- Problem statement -
Search the data below for the string "Router" and copy all lines where it shows up.

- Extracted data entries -
•••••
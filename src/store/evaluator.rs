//! Pipeline evaluation for the in-memory store
//!
//! Executes the subset of stages the bundled store understands. Anything
//! else is reported as unsupported rather than silently skipped, so a
//! compiled pipeline is either run completely or not at all.

use std::cmp::Ordering;

use regex::{Regex, RegexBuilder};

use super::errors::{StoreError, StoreResult};
use crate::value::{Document, QueryValue};

/// Runs every stage of `pipeline` over `docs`, in order
pub fn run_pipeline(docs: Vec<Document>, pipeline: &[Document]) -> StoreResult<Vec<Document>> {
    let mut docs = docs;
    for stage in pipeline {
        docs = apply_stage(docs, stage)?;
    }
    Ok(docs)
}

fn apply_stage(docs: Vec<Document>, stage: &Document) -> StoreResult<Vec<Document>> {
    let mut entries = stage.iter();
    let (name, arg) = match (entries.next(), entries.next()) {
        (Some(entry), None) => entry,
        _ => {
            return Err(StoreError::InvalidPipeline(
                "each stage must have exactly one key".to_string(),
            ))
        }
    };

    match name {
        "$match" => {
            let filter = arg
                .as_document()
                .ok_or_else(|| invalid(name, "expects a document"))?;
            let mut kept = Vec::with_capacity(docs.len());
            for doc in docs {
                if matches_filter(&doc, filter)? {
                    kept.push(doc);
                }
            }
            Ok(kept)
        }
        "$limit" => {
            let n = count_arg(name, arg)?;
            if n == 0 {
                return Err(invalid(name, "must be positive"));
            }
            let mut docs = docs;
            docs.truncate(n);
            Ok(docs)
        }
        "$skip" => {
            let n = count_arg(name, arg)?;
            Ok(docs.into_iter().skip(n).collect())
        }
        "$sort" => sort(docs, arg),
        "$project" => project(docs, arg),
        "$unset" => unset(docs, arg),
        "$count" => {
            let field = arg
                .as_str()
                .filter(|f| !f.is_empty() && !f.starts_with('$') && !f.contains('.'))
                .ok_or_else(|| invalid(name, "expects a plain field name"))?;
            Ok(vec![Document::single(field, docs.len() as i64)])
        }
        other => Err(StoreError::Unsupported(format!("stage {}", other))),
    }
}

fn invalid(stage: &str, reason: &str) -> StoreError {
    StoreError::InvalidPipeline(format!("{} {}", stage, reason))
}

fn count_arg(stage: &str, arg: &QueryValue) -> StoreResult<usize> {
    arg.as_i64()
        .filter(|n| *n >= 0)
        .map(|n| n as usize)
        .ok_or_else(|| invalid(stage, "expects a non-negative integer"))
}

/// Checks a document against a `$match` filter
pub fn matches_filter(doc: &Document, filter: &Document) -> StoreResult<bool> {
    for (key, condition) in filter.iter() {
        let matched = match key {
            "$and" => {
                let mut all = true;
                for clause in clauses(key, condition)? {
                    if !matches_filter(doc, clause)? {
                        all = false;
                        break;
                    }
                }
                all
            }
            "$or" => any_clause(doc, key, condition)?,
            "$nor" => !any_clause(doc, key, condition)?,
            op if op.starts_with('$') => {
                return Err(StoreError::Unsupported(format!("operator {}", op)))
            }
            field => matches_field(doc.get_path(field), condition)?,
        };

        if !matched {
            return Ok(false);
        }
    }
    Ok(true)
}

/// Checks that `filter` can be evaluated by [`matches_filter`].
///
/// Every branch is walked, so operand shapes and `$regex` patterns are
/// checked even where no document would reach them.
pub fn validate_filter(filter: &Document) -> StoreResult<()> {
    for (key, condition) in filter.iter() {
        match key {
            "$and" | "$or" | "$nor" => {
                for clause in clauses(key, condition)? {
                    validate_filter(clause)?;
                }
            }
            op if op.starts_with('$') => {
                return Err(StoreError::Unsupported(format!("operator {}", op)))
            }
            _ => validate_condition(condition)?,
        }
    }
    Ok(())
}

fn validate_condition(condition: &QueryValue) -> StoreResult<()> {
    let ops = match condition {
        QueryValue::Document(ops) if is_operator_document(ops) => ops,
        _ => return Ok(()),
    };

    for (op, operand) in ops.iter() {
        match op {
            "$eq" | "$ne" | "$gt" | "$gte" | "$lt" | "$lte" | "$exists" => {}
            "$options" => {
                operand
                    .as_str()
                    .ok_or_else(|| invalid(op, "expects a string"))?;
            }
            "$in" | "$nin" => {
                operand
                    .as_array()
                    .ok_or_else(|| invalid(op, "expects an array"))?;
            }
            "$regex" => {
                build_regex(operand, ops.get_str("$options").unwrap_or(""))?;
            }
            "$not" => match operand {
                QueryValue::Document(inner) if is_operator_document(inner) => {
                    validate_condition(operand)?
                }
                _ => return Err(invalid(op, "expects an operator document")),
            },
            other => return Err(StoreError::Unsupported(format!("operator {}", other))),
        }
    }
    Ok(())
}

fn clauses<'a>(op: &str, condition: &'a QueryValue) -> StoreResult<Vec<&'a Document>> {
    let items = condition
        .as_array()
        .ok_or_else(|| invalid(op, "expects an array"))?;
    items
        .iter()
        .map(|item| item.as_document().ok_or_else(|| invalid(op, "expects documents")))
        .collect()
}

fn any_clause(doc: &Document, op: &str, condition: &QueryValue) -> StoreResult<bool> {
    for clause in clauses(op, condition)? {
        if matches_filter(doc, clause)? {
            return Ok(true);
        }
    }
    Ok(false)
}

fn is_operator_document(doc: &Document) -> bool {
    !doc.is_empty() && doc.keys().all(|k| k.starts_with('$'))
}

fn matches_field(actual: Option<&QueryValue>, condition: &QueryValue) -> StoreResult<bool> {
    match condition {
        QueryValue::Document(ops) if is_operator_document(ops) => {
            for (op, operand) in ops.iter() {
                if op == "$options" {
                    continue;
                }
                if !apply_operator(actual, op, operand, ops)? {
                    return Ok(false);
                }
            }
            Ok(true)
        }
        expected => Ok(equals(actual, expected)),
    }
}

fn apply_operator(
    actual: Option<&QueryValue>,
    op: &str,
    operand: &QueryValue,
    siblings: &Document,
) -> StoreResult<bool> {
    let result = match op {
        "$eq" => equals(actual, operand),
        "$ne" => !equals(actual, operand),
        "$gt" => compare(actual, operand, |o| o == Ordering::Greater),
        "$gte" => compare(actual, operand, |o| o != Ordering::Less),
        "$lt" => compare(actual, operand, |o| o == Ordering::Less),
        "$lte" => compare(actual, operand, |o| o != Ordering::Greater),
        "$in" => in_list(actual, op, operand)?,
        "$nin" => !in_list(actual, op, operand)?,
        "$exists" => actual.is_some() == operand.is_truthy(),
        "$regex" => {
            let options = siblings.get_str("$options").unwrap_or("");
            regex_match(actual, operand, options)?
        }
        "$not" => match operand {
            QueryValue::Document(inner) if is_operator_document(inner) => {
                !matches_field(actual, operand)?
            }
            _ => return Err(invalid(op, "expects an operator document")),
        },
        other => return Err(StoreError::Unsupported(format!("operator {}", other))),
    };
    Ok(result)
}

/// Equality with array-contains semantics; a missing field equals null
fn equals(actual: Option<&QueryValue>, expected: &QueryValue) -> bool {
    match actual {
        None => expected.is_null(),
        Some(QueryValue::Array(items)) => {
            items.iter().any(|item| item.loose_eq(expected))
                || (matches!(expected, QueryValue::Array(_)) && actual == Some(expected))
        }
        Some(value) => value.loose_eq(expected),
    }
}

fn compare(actual: Option<&QueryValue>, bound: &QueryValue, accept: fn(Ordering) -> bool) -> bool {
    match actual {
        None => false,
        Some(QueryValue::Array(items)) => items
            .iter()
            .any(|item| item.partial_compare(bound).map_or(false, accept)),
        Some(value) => value.partial_compare(bound).map_or(false, accept),
    }
}

fn in_list(actual: Option<&QueryValue>, op: &str, operand: &QueryValue) -> StoreResult<bool> {
    let candidates = operand
        .as_array()
        .ok_or_else(|| invalid(op, "expects an array"))?;
    Ok(candidates.iter().any(|candidate| equals(actual, candidate)))
}

/// Compiles a `$regex` operand. The error never echoes the pattern.
fn build_regex(pattern: &QueryValue, options: &str) -> StoreResult<Regex> {
    let pattern = pattern
        .as_str()
        .ok_or_else(|| invalid("$regex", "expects a string pattern"))?;
    RegexBuilder::new(pattern)
        .case_insensitive(options.contains('i'))
        .multi_line(options.contains('m'))
        .dot_matches_new_line(options.contains('s'))
        .build()
        .map_err(|_| invalid("$regex", "pattern does not compile"))
}

fn regex_match(actual: Option<&QueryValue>, pattern: &QueryValue, options: &str) -> StoreResult<bool> {
    let regex = build_regex(pattern, options)?;

    Ok(match actual {
        Some(QueryValue::String(s)) => regex.is_match(s),
        Some(QueryValue::Array(items)) => items
            .iter()
            .filter_map(QueryValue::as_str)
            .any(|s| regex.is_match(s)),
        _ => false,
    })
}

fn sort(mut docs: Vec<Document>, spec: &QueryValue) -> StoreResult<Vec<Document>> {
    let spec = spec
        .as_document()
        .filter(|d| !d.is_empty())
        .ok_or_else(|| invalid("$sort", "expects a non-empty document"))?;

    let mut keys = Vec::with_capacity(spec.len());
    for (field, direction) in spec.iter() {
        let ascending = match direction.as_i64() {
            Some(1) => true,
            Some(-1) => false,
            _ => return Err(invalid("$sort", "directions must be 1 or -1")),
        };
        keys.push((field, ascending));
    }

    docs.sort_by(|a, b| {
        for (field, ascending) in &keys {
            let ordering = compare_optional(a.get_path(field), b.get_path(field));
            let ordering = if *ascending { ordering } else { ordering.reverse() };
            if ordering != Ordering::Equal {
                return ordering;
            }
        }
        Ordering::Equal
    });
    Ok(docs)
}

/// Missing fields sort like null
fn compare_optional(a: Option<&QueryValue>, b: Option<&QueryValue>) -> Ordering {
    match (a, b) {
        (None, None) => Ordering::Equal,
        (None, Some(v)) if v.is_null() => Ordering::Equal,
        (None, Some(_)) => Ordering::Less,
        (Some(v), None) if v.is_null() => Ordering::Equal,
        (Some(_), None) => Ordering::Greater,
        (Some(a), Some(b)) => a.sort_compare(b),
    }
}

fn project(docs: Vec<Document>, spec: &QueryValue) -> StoreResult<Vec<Document>> {
    let spec = spec
        .as_document()
        .ok_or_else(|| invalid("$project", "expects a document"))?;

    let mut include_id = true;
    let mut included = Vec::new();
    let mut excluded = Vec::new();
    for (field, flag) in spec.iter() {
        if !matches!(flag, QueryValue::Bool(_) | QueryValue::Int(_) | QueryValue::Double(_)) {
            return Err(StoreError::Unsupported("computed projections".to_string()));
        }
        if field.contains('.') {
            return Err(StoreError::Unsupported("nested projections".to_string()));
        }
        if field == "_id" {
            include_id = flag.is_truthy();
        } else if flag.is_truthy() {
            included.push(field);
        } else {
            excluded.push(field);
        }
    }

    if !included.is_empty() && !excluded.is_empty() {
        return Err(invalid("$project", "cannot mix inclusion and exclusion"));
    }

    let projected: Vec<Document> = docs
        .into_iter()
        .map(|doc| {
            if included.is_empty() {
                doc.into_iter()
                    .filter(|(k, _)| !(excluded.contains(&k.as_str()) || (k == "_id" && !include_id)))
                    .collect::<Document>()
            } else {
                doc.into_iter()
                    .filter(|(k, _)| included.contains(&k.as_str()) || (k == "_id" && include_id))
                    .collect::<Document>()
            }
        })
        .collect();
    Ok(projected)
}

fn unset(docs: Vec<Document>, spec: &QueryValue) -> StoreResult<Vec<Document>> {
    let fields: Vec<&str> = match spec {
        QueryValue::String(field) => vec![field.as_str()],
        QueryValue::Array(items) => items
            .iter()
            .map(|item| item.as_str().ok_or_else(|| invalid("$unset", "expects field names")))
            .collect::<StoreResult<_>>()?,
        _ => return Err(invalid("$unset", "expects a field name or an array of them")),
    };

    Ok(docs
        .into_iter()
        .map(|mut doc| {
            for field in &fields {
                doc.remove(field);
            }
            doc
        })
        .collect())
}
//! Observability HTTP Routes
//!
//! Liveness check, reachable without a token.

use axum::{routing::get, Router};

/// Health check route
pub fn health_routes() -> Router {
    Router::new().route("/health", get(health_handler))
}

/// Health check handler
async fn health_handler() -> String {
    health_message()
}

fn health_message() -> String {
    format!("ok - version {}", env!("CARGO_PKG_VERSION"))
}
•••••
- Task response -
use axum::{routing::get, Router};
pub fn health_routes() -> Router {
    Router::new().route("/health", get(health_handler))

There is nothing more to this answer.